Nice Jewish professional chef, Jake Cohen, always had a love for cooking. Rushing home every day as a teenager to watch “Barefoot Contessa,” the Ashkenazi foodie eventually took his hobby and turned it into a profession. He studied at the Culinary Institute of America, worked in test kitchens and restaurants around New York and eventually started contributing to dozens of food publications, including TastingTable.com, Time Out New York and The Feedfeed, where he is the editorial and test kitchen director.

Then Cohen met his Persian-Iraqi husband, Alex Shapiro, whose traditions, family stories and recipes flipped everything Cohen knew about Jewish cooking on its head.

“[Alex] had never heard of babka or gefilte fish,” Cohen said. “All of a sudden, I realized Jewish food cannot be defined by one section of a Jewish community… It completely shook up everything I knew about food in a secular sense. It made me reevaluate what that meant as a Jew struggling with identity. We began to explore that through Shabbat.”

Every Friday night, Cohen and Shapiro celebrated Shabbat by merging Persian and Ashkenazi traditions — all while sharing their journey on Instagram. Cohen introduced Ashkenazi delicacies to Shapiro and whipped up dishes he grew up eating that were new to Cohen’s palate. Cohen also started inviting friends over to his home for Shabbat dinners. Their home became a space that was conducive for modern Jewish ritual.

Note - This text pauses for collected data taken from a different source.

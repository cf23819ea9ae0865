use super::EXIT_SUCCESS;
use clap::CommandFactory;
use std::path::Path;

fn render(cmd: clap::Command, path: &Path) -> Result<(), String> {
    let mut buf = Vec::new();
    clap_mangen::Man::new(cmd)
        .render(&mut buf)
        .map_err(|e| format!("man page render failed: {e}"))?;
    std::fs::write(path, &buf).map_err(|e| format!("failed to write {}: {e}", path.display()))
}

pub fn run<C: CommandFactory>(dir: &Path) -> Result<u8, String> {
    std::fs::create_dir_all(dir).map_err(|e| format!("failed to create dir: {e}"))?;
    let cmd = C::command();
    render(cmd.clone(), &dir.join("slotkeeper.1"))?;
    for sub in cmd.get_subcommands() {
        let page = format!("slotkeeper-{}.1", sub.get_name());
        render(sub.clone(), &dir.join(page))?;
    }
    println!("man pages written to {}", dir.display());
    Ok(EXIT_SUCCESS)
}
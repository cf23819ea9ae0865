mod commands;

use chrono::{DateTime, Utc};
use clap::{Parser, Subcommand};
use clap_complete::Shell;
use commands::{
    EXIT_CAPACITY_EXCEEDED, EXIT_FAILURE, EXIT_INVALID_STATE, EXIT_STORE_ERROR,
};
use slotkeeper_core::config::expand_home;
use slotkeeper_core::{install_signal_handler, EngineConfig, ReservationEngine};
use slotkeeper_schema::ReservationState;
use std::path::PathBuf;
use std::process::ExitCode;

#[derive(Debug, Parser)]
#[command(
    name = "slotkeeper",
    version,
    about = "Capacity-safe reservations for scheduled activities"
)]
struct Cli {
    /// Path to the Slotkeeper store directory (overrides the config file).
    #[arg(long, global = true)]
    store: Option<PathBuf>,

    /// Path to a config file (default: ~/.config/slotkeeper/config.toml).
    #[arg(long, global = true)]
    config: Option<PathBuf>,

    /// Output results as structured JSON.
    #[arg(long, default_value_t = false, global = true)]
    json: bool,

    /// Enable verbose (debug) logging output.
    #[arg(short, long, default_value_t = false, global = true)]
    verbose: bool,

    /// Enable trace-level logging (more detailed than --verbose).
    #[arg(long, default_value_t = false, global = true)]
    trace: bool,

    #[command(subcommand)]
    command: Commands,
}

#[derive(Debug, Subcommand)]
enum Commands {
    /// Register and verify user accounts.
    #[command(subcommand)]
    User(UserCommand),
    /// Schedule, approve and inspect activity occurrences.
    #[command(subcommand)]
    Occurrence(OccurrenceCommand),
    /// Create and move reservations through their lifecycle.
    #[command(subcommand)]
    Reserve(ReserveCommand),
    /// Soft-delete accounts left unverified past the grace period.
    Cleanup {
        /// Only list the accounts that would be removed.
        #[arg(long, default_value_t = false)]
        dry_run: bool,
    },
    /// Verify record checksums and ledger consistency.
    VerifyStore,
    /// Generate shell completions for bash, zsh, fish, elvish, or powershell.
    Completions {
        /// Shell to generate completions for.
        shell: Shell,
    },
    /// Generate man pages in the specified directory.
    ManPages {
        /// Output directory for man pages.
        #[arg(default_value = "man")]
        dir: PathBuf,
    },
}

#[derive(Debug, Subcommand)]
enum UserCommand {
    /// Register a new account.
    Add {
        email: String,
        /// Display name (defaults to the email's local part).
        #[arg(long)]
        name: Option<String>,
    },
    /// Mark an account's email address as confirmed.
    Verify { user_id: String },
    /// List accounts.
    List {
        /// Only accounts that never confirmed their email.
        #[arg(long, default_value_t = false)]
        unverified: bool,
        /// Include soft-deleted accounts.
        #[arg(long, default_value_t = false)]
        all: bool,
    },
}

#[derive(Debug, Subcommand)]
enum OccurrenceCommand {
    /// Schedule an occurrence of an activity.
    Add {
        activity_id: String,
        /// Start time, RFC 3339 (e.g. 2026-11-02T09:30:00Z).
        #[arg(long, value_parser = parse_timestamp)]
        starts_at: DateTime<Utc>,
        /// Maximum number of places.
        #[arg(long)]
        capacity: u32,
        /// Propose the occurrence; nothing is admitted until it is approved.
        #[arg(long, default_value_t = false)]
        pending: bool,
    },
    /// Approve a pending occurrence.
    Approve { occurrence_id: String },
    /// Show an occurrence with its current usage.
    Show { occurrence_id: String },
    /// List occurrences.
    List {
        /// Only occurrences of this activity.
        #[arg(long)]
        activity: Option<String>,
    },
}

#[derive(Debug, Subcommand)]
enum ReserveCommand {
    /// Request places; the reservation stays pending until confirmed.
    Create {
        user_id: String,
        occurrence_id: String,
        #[arg(long, default_value_t = 1)]
        amount: u32,
        #[arg(long, default_value = "")]
        comment: String,
    },
    /// Create and confirm in one step.
    Book {
        user_id: String,
        occurrence_id: String,
        #[arg(long, default_value_t = 1)]
        amount: u32,
        #[arg(long, default_value = "")]
        comment: String,
    },
    /// Confirm a pending reservation if its places are still available.
    Confirm { reservation_id: String },
    /// Confirm every pending reservation of an occurrence, oldest first.
    ConfirmAll { occurrence_id: String },
    /// Cancel (decline) a reservation, releasing its places.
    Cancel { reservation_id: String },
    /// Mark a confirmed reservation as completed.
    Complete { reservation_id: String },
    /// Complete every confirmed reservation whose occurrence has started.
    CompleteElapsed,
    /// Remove a completed or cancelled reservation.
    Delete { reservation_id: String },
    /// List reservations.
    List {
        #[arg(long)]
        occurrence: Option<String>,
        #[arg(long)]
        user: Option<String>,
        #[arg(long, value_parser = parse_state)]
        state: Option<ReservationState>,
    },
}

fn parse_timestamp(s: &str) -> Result<DateTime<Utc>, String> {
    DateTime::parse_from_rfc3339(s)
        .map(|t| t.with_timezone(&Utc))
        .map_err(|e| format!("invalid RFC 3339 timestamp '{s}': {e}"))
}

fn parse_state(s: &str) -> Result<ReservationState, String> {
    s.parse()
}

fn load_config(cli: &Cli) -> Result<EngineConfig, String> {
    let mut config = match &cli.config {
        Some(path) => EngineConfig::load(path),
        None => EngineConfig::load_default(),
    }
    .map_err(|e| e.to_string())?;
    if let Some(store) = &cli.store {
        config.store_root = expand_home(store);
    }
    Ok(config)
}

fn run(cli: Cli) -> Result<u8, String> {
    let json = cli.json;
    match cli.command {
        Commands::Completions { shell } => return commands::completions::run::<Cli>(shell),
        Commands::ManPages { ref dir } => return commands::man_pages::run::<Cli>(dir),
        _ => {}
    }

    let config = load_config(&cli)?;
    let engine = ReservationEngine::open(&config).map_err(|e| e.to_string())?;

    match cli.command {
        Commands::User(cmd) => match cmd {
            UserCommand::Add { email, name } => {
                commands::user::add(&engine, &email, name.as_deref(), json)
            }
            UserCommand::Verify { user_id } => commands::user::verify(&engine, &user_id, json),
            UserCommand::List { unverified, all } => {
                commands::user::list(&engine, unverified, all, json)
            }
        },
        Commands::Occurrence(cmd) => match cmd {
            OccurrenceCommand::Add {
                activity_id,
                starts_at,
                capacity,
                pending,
            } => commands::occurrence::add(&engine, &activity_id, starts_at, capacity, pending, json),
            OccurrenceCommand::Approve { occurrence_id } => {
                commands::occurrence::approve(&engine, &occurrence_id, json)
            }
            OccurrenceCommand::Show { occurrence_id } => {
                commands::occurrence::show(&engine, &occurrence_id, json)
            }
            OccurrenceCommand::List { activity } => {
                commands::occurrence::list(&engine, activity.as_deref(), json)
            }
        },
        Commands::Reserve(cmd) => match cmd {
            ReserveCommand::Create {
                user_id,
                occurrence_id,
                amount,
                comment,
            } => commands::reserve::create(&engine, &user_id, &occurrence_id, amount, &comment, json),
            ReserveCommand::Book {
                user_id,
                occurrence_id,
                amount,
                comment,
            } => commands::reserve::book(&engine, &user_id, &occurrence_id, amount, &comment, json),
            ReserveCommand::Confirm { reservation_id } => {
                commands::reserve::confirm(&engine, &reservation_id, json)
            }
            ReserveCommand::ConfirmAll { occurrence_id } => {
                commands::reserve::confirm_all(&engine, &occurrence_id, json)
            }
            ReserveCommand::Cancel { reservation_id } => {
                commands::reserve::cancel(&engine, &reservation_id, json)
            }
            ReserveCommand::Complete { reservation_id } => {
                commands::reserve::complete(&engine, &reservation_id, json)
            }
            ReserveCommand::CompleteElapsed => commands::reserve::complete_elapsed(&engine, json),
            ReserveCommand::Delete { reservation_id } => {
                commands::reserve::delete(&engine, &reservation_id, json)
            }
            ReserveCommand::List {
                occurrence,
                user,
                state,
            } => commands::reserve::list(
                &engine,
                occurrence.as_deref(),
                user.as_deref(),
                state,
                json,
            ),
        },
        Commands::Cleanup { dry_run } => commands::cleanup::run(&engine, &config, dry_run, json),
        Commands::VerifyStore => commands::verify_store::run(&config, json),
        Commands::Completions { .. } | Commands::ManPages { .. } => Ok(commands::EXIT_SUCCESS),
    }
}

fn main() -> ExitCode {
    let default_hook = std::panic::take_hook();
    std::panic::set_hook(Box::new(move |info| {
        let msg = info.to_string();
        if msg.contains("Broken pipe")
            || msg.contains("broken pipe")
            || msg.contains("os error 32")
            || msg.contains("failed printing to stdout")
        {
            std::process::exit(0);
        }
        default_hook(info);
    }));

    let cli = Cli::parse();

    let default_level = if cli.trace {
        "trace"
    } else if cli.verbose {
        "debug"
    } else {
        "warn"
    };
    tracing_subscriber::fmt()
        .with_env_filter(
            tracing_subscriber::EnvFilter::try_from_env("SLOTKEEPER_LOG")
                .unwrap_or_else(|_| tracing_subscriber::EnvFilter::new(default_level)),
        )
        .with_target(false)
        .without_time()
        .with_writer(std::io::stderr)
        .init();

    install_signal_handler();

    match run(cli) {
        Ok(code) => ExitCode::from(code),
        Err(msg) => {
            eprintln!("error: {msg}");
            let code = if msg.starts_with("capacity exceeded") {
                EXIT_CAPACITY_EXCEEDED
            } else if msg.starts_with("invalid state") {
                EXIT_INVALID_STATE
            } else if msg.starts_with("store error:") {
                EXIT_STORE_ERROR
            } else {
                EXIT_FAILURE
            };
            ExitCode::from(code)
        }
    }
}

“It naturally became this queer love story all surrounding Jewish food, and that’s what excites me and that’s what I fell in love with,” Cohen said. The two have now been married for two years.

The couple’s weekly Shabbats led to Cohen creating his first cookbook. “Jew-ish: Reinvented Recipes From a Modern Mensch,” out everywhere on March 9, is part cookbook, part family memoir and part celebration of Jewish heritage and the differences in cooking techniques that make “Jewish food” broad and exciting.

Courtesy of Jake Cohen

In Cohen’s cookbook, you’ll find recipes for Cacio e Pepe Rugelach, Sabich Bagel Sandwiches, Latke Tahdigs, Buffalo Chicken Tahchin and Matzo Tiramisu. Within every recipe is a documented and preserved family history of the recipe’s origins. Cohen said that although “there’s nothing wrong with a recipe that comes out of my head — and some of those are my best recipes” — it’s the family recipes that have survived the Holocaust, religious persecution and relocation that resonate deeply with him.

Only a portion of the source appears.